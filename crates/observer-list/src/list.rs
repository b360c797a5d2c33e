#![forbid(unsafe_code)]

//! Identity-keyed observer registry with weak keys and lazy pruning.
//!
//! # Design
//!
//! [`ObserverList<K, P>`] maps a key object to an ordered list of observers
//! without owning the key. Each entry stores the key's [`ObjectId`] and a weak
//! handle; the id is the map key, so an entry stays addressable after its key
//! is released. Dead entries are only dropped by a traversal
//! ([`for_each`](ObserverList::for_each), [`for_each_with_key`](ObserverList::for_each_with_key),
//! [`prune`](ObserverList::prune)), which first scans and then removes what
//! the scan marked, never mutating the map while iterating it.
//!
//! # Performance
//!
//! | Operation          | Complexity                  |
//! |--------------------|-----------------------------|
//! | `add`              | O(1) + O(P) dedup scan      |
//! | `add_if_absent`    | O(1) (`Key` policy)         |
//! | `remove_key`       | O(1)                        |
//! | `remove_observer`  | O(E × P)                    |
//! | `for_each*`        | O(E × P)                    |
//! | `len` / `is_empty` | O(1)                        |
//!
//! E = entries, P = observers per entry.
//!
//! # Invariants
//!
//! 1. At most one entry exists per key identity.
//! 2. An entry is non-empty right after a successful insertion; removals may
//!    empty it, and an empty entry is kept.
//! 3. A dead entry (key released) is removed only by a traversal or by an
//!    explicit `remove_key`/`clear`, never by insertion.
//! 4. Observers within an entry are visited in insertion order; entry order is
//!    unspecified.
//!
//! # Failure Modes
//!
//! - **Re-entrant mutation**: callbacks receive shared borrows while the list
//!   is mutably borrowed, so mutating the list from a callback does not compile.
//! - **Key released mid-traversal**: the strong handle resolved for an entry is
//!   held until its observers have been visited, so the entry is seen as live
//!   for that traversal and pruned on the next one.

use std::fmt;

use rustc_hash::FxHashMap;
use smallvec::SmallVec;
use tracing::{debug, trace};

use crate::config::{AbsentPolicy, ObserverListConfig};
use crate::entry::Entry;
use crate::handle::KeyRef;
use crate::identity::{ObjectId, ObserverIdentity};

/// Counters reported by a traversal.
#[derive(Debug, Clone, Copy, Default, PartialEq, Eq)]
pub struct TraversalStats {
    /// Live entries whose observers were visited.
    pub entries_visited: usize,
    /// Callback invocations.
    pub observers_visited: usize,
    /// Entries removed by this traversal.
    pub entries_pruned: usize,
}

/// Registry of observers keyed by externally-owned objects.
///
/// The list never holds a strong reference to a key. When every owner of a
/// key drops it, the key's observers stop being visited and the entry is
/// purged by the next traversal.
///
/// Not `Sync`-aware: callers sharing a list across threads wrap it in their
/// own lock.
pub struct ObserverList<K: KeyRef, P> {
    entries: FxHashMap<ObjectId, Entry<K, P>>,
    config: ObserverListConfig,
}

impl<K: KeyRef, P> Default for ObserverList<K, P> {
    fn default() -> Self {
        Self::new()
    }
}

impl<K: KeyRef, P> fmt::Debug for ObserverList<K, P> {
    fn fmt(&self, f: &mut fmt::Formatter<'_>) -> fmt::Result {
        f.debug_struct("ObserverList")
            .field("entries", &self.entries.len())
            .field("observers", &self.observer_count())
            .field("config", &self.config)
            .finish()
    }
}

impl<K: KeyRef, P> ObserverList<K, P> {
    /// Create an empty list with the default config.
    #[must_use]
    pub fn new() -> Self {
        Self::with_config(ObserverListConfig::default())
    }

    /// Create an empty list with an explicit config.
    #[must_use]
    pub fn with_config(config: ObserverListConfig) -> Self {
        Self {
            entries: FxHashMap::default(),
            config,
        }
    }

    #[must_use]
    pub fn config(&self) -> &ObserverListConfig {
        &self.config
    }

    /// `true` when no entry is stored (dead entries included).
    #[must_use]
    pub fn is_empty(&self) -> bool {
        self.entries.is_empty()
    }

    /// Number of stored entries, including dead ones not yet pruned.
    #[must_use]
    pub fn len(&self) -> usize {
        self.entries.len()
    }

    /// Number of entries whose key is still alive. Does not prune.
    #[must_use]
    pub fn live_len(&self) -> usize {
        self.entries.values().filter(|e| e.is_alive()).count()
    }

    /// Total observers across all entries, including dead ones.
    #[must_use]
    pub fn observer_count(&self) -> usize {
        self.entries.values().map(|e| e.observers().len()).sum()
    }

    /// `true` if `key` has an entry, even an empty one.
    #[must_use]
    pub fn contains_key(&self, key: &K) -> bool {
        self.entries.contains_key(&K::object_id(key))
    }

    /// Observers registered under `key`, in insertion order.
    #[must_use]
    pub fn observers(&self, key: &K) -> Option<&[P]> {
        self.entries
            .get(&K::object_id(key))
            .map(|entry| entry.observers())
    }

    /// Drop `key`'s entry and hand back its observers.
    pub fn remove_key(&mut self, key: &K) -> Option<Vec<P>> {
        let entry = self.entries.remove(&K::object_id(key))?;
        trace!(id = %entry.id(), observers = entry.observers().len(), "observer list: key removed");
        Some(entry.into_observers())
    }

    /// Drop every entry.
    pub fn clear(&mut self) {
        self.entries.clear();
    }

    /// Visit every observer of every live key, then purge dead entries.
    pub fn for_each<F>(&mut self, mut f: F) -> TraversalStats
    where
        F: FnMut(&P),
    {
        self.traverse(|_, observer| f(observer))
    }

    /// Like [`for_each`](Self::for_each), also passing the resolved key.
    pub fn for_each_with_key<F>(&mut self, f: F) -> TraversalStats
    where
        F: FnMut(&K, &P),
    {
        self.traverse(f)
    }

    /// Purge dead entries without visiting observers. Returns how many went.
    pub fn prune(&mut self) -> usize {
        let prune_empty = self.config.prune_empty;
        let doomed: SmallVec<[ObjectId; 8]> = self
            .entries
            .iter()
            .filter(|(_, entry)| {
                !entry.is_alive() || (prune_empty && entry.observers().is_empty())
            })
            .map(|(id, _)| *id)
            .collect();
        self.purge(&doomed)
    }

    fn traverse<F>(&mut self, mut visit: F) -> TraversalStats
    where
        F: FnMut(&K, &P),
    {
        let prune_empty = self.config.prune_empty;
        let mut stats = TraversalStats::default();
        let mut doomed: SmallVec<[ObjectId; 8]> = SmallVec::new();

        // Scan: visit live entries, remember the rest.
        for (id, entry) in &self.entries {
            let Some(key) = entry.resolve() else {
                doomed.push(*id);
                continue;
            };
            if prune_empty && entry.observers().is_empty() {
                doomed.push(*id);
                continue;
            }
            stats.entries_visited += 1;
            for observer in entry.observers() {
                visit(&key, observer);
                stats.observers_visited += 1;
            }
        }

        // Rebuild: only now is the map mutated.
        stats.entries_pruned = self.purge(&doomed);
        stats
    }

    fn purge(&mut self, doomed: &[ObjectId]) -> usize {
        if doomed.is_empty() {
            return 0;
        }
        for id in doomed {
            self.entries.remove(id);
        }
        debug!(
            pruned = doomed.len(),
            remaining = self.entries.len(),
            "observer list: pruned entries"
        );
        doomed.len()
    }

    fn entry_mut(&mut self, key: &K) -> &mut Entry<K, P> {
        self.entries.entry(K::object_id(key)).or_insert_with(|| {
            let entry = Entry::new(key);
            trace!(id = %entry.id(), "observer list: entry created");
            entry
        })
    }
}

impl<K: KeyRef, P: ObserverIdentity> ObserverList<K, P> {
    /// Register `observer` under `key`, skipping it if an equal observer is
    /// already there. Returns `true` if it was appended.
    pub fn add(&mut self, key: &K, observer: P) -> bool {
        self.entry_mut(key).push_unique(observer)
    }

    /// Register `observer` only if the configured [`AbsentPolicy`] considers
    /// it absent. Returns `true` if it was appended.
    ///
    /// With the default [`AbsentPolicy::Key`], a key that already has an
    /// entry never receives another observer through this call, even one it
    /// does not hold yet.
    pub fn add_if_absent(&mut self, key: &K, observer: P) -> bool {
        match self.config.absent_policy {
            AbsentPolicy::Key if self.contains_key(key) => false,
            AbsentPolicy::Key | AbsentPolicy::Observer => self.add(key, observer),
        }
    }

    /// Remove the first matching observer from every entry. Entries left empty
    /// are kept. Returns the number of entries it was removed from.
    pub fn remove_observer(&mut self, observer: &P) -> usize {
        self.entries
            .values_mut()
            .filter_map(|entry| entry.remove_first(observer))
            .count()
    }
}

* _Exercise_
Whichever lines of the records above hold the word "keyed" should all be copied out.

* _Solution for this exercise_
//! Identity-keyed observer registry with weak keys and lazy pruning.
/// Registry of observers keyed by externally-owned objects.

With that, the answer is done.